* Work request
Reproduce this listing from its first line through the line with "rotated file(s) to", inclusive, leaving out all that follows.

========================

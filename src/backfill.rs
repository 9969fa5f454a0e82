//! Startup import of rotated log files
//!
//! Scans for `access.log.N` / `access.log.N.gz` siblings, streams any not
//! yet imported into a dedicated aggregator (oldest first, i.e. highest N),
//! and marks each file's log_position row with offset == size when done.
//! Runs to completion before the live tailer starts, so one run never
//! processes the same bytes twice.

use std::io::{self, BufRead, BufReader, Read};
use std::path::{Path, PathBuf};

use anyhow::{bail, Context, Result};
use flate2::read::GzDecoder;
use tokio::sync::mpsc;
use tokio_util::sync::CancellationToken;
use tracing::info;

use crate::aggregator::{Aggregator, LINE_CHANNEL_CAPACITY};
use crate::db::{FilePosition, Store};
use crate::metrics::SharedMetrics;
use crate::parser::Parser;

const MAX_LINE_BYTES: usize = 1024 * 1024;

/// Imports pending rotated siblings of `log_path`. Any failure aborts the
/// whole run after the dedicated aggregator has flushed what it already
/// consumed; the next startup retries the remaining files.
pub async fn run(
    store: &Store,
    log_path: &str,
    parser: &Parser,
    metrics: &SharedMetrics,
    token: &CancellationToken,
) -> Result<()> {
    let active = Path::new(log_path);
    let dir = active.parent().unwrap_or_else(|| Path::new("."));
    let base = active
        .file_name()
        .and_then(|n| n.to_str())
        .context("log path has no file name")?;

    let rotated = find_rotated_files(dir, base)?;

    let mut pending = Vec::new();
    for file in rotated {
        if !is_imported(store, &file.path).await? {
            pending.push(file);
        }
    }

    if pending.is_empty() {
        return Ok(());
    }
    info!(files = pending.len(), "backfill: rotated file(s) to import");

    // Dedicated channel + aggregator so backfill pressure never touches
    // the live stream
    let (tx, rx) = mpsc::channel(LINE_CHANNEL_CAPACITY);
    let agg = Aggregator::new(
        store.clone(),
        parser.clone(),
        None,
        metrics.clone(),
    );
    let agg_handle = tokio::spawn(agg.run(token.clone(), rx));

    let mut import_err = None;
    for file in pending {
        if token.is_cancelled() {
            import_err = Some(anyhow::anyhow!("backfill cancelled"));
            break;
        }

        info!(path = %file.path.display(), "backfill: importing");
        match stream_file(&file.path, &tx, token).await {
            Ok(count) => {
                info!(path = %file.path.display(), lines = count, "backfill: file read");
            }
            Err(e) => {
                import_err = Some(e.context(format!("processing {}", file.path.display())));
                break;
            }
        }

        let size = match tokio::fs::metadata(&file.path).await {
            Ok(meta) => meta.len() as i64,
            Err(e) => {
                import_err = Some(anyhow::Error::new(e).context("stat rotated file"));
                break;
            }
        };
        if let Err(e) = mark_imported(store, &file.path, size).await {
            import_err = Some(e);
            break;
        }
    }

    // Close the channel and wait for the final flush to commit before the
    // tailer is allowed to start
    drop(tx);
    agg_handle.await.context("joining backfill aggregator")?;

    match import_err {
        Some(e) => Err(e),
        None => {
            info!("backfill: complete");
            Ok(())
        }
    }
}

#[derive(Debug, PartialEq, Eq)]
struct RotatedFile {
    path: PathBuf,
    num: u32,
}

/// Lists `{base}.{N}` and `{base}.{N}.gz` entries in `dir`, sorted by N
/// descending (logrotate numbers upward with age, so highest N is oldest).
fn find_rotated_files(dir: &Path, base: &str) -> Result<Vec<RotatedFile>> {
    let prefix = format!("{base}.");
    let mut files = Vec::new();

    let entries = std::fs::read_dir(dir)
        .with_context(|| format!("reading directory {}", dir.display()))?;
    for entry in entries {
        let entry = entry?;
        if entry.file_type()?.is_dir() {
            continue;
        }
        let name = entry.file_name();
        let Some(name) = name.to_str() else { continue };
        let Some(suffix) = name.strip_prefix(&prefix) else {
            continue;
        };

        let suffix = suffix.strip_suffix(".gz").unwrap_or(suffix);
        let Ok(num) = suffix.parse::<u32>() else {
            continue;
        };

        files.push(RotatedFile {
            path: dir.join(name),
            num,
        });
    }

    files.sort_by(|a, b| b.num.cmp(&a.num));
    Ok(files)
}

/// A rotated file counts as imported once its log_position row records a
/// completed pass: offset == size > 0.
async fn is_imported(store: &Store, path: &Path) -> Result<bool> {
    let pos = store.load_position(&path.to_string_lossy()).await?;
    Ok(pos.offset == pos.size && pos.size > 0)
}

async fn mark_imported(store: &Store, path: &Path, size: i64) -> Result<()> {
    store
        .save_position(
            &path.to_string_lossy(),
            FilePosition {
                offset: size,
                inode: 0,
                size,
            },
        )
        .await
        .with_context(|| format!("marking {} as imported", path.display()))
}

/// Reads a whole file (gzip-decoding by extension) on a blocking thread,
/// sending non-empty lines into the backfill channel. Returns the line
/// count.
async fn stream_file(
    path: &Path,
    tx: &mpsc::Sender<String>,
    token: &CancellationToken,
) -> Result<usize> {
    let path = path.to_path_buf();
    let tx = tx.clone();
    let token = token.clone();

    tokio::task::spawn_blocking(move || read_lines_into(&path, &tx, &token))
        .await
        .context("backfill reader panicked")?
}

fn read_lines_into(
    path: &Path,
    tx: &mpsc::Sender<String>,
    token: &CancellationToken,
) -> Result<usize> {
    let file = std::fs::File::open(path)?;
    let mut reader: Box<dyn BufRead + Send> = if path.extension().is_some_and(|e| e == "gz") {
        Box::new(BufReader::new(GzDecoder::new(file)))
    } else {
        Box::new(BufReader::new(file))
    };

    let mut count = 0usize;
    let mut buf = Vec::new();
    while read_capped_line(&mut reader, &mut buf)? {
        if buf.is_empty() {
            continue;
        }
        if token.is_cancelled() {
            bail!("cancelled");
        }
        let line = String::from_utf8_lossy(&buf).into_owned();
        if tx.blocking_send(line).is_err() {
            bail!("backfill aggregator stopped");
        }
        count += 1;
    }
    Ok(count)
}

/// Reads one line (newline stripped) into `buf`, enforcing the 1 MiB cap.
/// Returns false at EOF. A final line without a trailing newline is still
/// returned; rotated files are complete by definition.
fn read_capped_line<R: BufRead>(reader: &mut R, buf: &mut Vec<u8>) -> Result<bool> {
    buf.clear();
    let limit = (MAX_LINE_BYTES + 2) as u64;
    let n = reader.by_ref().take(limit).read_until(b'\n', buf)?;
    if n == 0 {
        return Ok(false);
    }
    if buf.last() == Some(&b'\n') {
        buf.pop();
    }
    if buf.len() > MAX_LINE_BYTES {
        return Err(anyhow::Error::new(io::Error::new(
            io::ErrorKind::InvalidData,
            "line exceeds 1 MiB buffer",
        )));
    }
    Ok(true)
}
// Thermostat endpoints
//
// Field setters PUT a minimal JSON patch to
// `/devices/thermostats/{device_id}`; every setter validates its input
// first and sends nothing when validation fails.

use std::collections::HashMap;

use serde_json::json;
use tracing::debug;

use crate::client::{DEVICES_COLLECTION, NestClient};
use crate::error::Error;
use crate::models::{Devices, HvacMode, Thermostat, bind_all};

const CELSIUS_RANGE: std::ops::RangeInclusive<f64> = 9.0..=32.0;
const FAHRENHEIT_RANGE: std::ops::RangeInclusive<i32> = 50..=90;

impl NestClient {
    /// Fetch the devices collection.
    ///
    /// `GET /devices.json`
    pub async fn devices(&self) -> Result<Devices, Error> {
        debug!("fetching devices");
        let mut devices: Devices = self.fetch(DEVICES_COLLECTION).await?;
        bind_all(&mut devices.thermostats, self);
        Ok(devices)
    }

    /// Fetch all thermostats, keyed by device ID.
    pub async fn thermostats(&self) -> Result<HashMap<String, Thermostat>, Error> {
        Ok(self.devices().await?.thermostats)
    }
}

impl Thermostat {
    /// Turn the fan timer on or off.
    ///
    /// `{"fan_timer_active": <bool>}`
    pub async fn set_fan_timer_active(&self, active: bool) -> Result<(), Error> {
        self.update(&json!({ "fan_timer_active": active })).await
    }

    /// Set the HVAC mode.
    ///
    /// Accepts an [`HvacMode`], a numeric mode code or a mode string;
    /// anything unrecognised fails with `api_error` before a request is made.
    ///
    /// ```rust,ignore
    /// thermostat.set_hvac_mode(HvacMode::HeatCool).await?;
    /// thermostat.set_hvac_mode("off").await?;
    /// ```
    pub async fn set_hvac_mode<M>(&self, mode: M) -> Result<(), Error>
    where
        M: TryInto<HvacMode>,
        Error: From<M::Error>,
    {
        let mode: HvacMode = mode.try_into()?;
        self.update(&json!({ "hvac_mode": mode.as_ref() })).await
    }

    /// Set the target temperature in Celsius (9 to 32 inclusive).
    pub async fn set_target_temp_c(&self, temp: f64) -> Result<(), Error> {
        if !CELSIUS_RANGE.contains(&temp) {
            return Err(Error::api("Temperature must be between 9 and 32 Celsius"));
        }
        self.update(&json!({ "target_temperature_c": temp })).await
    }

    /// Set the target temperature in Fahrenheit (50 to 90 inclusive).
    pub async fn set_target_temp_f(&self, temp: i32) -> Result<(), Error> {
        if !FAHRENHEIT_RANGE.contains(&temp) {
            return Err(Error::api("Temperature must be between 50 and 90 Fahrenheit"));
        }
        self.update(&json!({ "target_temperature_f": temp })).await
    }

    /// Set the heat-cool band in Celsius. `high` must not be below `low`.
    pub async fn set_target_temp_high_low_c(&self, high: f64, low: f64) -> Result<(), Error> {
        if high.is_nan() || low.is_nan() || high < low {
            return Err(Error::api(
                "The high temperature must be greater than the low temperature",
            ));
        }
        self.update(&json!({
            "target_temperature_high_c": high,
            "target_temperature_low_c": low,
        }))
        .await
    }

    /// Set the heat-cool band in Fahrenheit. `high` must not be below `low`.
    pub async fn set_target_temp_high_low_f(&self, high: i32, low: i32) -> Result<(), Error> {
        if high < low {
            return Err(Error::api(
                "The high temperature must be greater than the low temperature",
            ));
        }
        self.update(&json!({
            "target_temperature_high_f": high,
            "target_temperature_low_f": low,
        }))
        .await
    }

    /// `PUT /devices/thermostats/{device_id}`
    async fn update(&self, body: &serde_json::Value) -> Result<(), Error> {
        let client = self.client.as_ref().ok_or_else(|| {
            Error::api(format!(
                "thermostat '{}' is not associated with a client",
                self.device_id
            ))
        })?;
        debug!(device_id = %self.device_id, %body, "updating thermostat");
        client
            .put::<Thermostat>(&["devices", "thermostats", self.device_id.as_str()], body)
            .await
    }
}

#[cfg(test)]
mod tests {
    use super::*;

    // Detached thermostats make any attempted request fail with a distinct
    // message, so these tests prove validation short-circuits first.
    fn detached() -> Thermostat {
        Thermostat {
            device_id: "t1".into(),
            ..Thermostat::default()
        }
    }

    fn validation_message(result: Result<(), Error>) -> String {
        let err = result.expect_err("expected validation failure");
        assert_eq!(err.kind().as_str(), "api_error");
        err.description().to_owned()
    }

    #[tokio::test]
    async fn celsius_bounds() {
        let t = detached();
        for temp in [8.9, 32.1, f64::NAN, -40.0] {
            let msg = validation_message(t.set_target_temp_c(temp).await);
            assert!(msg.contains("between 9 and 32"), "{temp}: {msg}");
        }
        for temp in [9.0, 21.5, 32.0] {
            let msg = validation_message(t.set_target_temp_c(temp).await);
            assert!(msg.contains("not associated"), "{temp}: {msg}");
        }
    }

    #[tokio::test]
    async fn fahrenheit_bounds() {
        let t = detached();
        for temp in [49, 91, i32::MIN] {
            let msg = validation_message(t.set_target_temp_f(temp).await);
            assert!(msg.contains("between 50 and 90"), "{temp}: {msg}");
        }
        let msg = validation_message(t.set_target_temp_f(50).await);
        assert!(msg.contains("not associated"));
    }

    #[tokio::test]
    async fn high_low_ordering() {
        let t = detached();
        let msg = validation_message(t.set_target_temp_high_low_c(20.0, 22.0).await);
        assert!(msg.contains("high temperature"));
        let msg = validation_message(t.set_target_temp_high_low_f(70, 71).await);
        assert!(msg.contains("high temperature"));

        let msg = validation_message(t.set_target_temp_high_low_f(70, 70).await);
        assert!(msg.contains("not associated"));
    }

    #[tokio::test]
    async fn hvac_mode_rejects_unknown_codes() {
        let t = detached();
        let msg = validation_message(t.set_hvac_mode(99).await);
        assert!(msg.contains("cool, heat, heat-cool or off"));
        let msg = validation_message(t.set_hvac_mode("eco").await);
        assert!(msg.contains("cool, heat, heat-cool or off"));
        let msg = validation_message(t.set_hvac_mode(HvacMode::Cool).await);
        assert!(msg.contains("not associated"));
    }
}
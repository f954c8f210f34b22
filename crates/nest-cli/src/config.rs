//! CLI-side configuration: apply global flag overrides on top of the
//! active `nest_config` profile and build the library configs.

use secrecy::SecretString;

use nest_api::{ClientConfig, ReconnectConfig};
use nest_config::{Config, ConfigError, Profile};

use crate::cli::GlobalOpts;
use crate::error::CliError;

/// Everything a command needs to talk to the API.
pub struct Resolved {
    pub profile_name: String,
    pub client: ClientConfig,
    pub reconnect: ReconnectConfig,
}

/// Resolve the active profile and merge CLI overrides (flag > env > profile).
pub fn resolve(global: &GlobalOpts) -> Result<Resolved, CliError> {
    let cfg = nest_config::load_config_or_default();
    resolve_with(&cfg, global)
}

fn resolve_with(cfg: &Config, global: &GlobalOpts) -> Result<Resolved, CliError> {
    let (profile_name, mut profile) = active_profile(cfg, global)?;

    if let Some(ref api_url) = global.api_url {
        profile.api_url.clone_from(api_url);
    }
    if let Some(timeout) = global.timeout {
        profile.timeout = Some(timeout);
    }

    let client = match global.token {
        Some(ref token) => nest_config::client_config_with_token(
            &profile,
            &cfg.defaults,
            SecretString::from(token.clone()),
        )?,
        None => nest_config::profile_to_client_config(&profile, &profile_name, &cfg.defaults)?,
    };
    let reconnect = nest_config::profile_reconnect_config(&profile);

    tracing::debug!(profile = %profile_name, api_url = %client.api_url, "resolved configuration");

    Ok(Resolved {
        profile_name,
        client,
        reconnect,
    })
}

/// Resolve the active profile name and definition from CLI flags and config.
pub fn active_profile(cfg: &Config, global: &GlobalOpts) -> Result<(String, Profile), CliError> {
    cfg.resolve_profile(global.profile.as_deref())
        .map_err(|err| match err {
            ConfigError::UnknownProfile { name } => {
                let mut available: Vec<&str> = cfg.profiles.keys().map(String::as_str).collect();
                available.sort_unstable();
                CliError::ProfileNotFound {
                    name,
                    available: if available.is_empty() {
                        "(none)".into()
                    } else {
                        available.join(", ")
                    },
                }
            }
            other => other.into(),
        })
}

========================

* Problem solution
filename src/backfill.rs
repository 9969fa5f454a0e82
//! Startup import of rotated log files
//!
//! Scans for `access.log.N` / `access.log.N.gz` siblings, streams any not
//! yet imported into a dedicated aggregator (oldest first, i.e. highest N),
//! and marks each file's log_position row with offset == size when done.
//! Runs to completion before the live tailer starts, so one run never
//! processes the same bytes twice.

use std::io::{self, BufRead, BufReader, Read};
use std::path::{Path, PathBuf};

use anyhow::{bail, Context, Result};
use flate2::read::GzDecoder;
use tokio::sync::mpsc;
use tokio_util::sync::CancellationToken;
use tracing::info;

use crate::aggregator::{Aggregator, LINE_CHANNEL_CAPACITY};
use crate::db::{FilePosition, Store};
use crate::metrics::SharedMetrics;
use crate::parser::Parser;

const MAX_LINE_BYTES: usize = 1024 * 1024;

/// Imports pending rotated siblings of `log_path`. Any failure aborts the
/// whole run after the dedicated aggregator has flushed what it already
/// consumed; the next startup retries the remaining files.
pub async fn run(
    store: &Store,
    log_path: &str,
    parser: &Parser,
    metrics: &SharedMetrics,
    token: &CancellationToken,
) -> Result<()> {
    let active = Path::new(log_path);
    let dir = active.parent().unwrap_or_else(|| Path::new("."));
    let base = active
        .file_name()
        .and_then(|n| n.to_str())
        .context("log path has no file name")?;

    let rotated = find_rotated_files(dir, base)?;

    let mut pending = Vec::new();
    for file in rotated {
        if !is_imported(store, &file.path).await? {
            pending.push(file);
        }
    }

    if pending.is_empty() {
        return Ok(());
    }
    info!(files = pending.len(), "backfill: rotated file(s) to import");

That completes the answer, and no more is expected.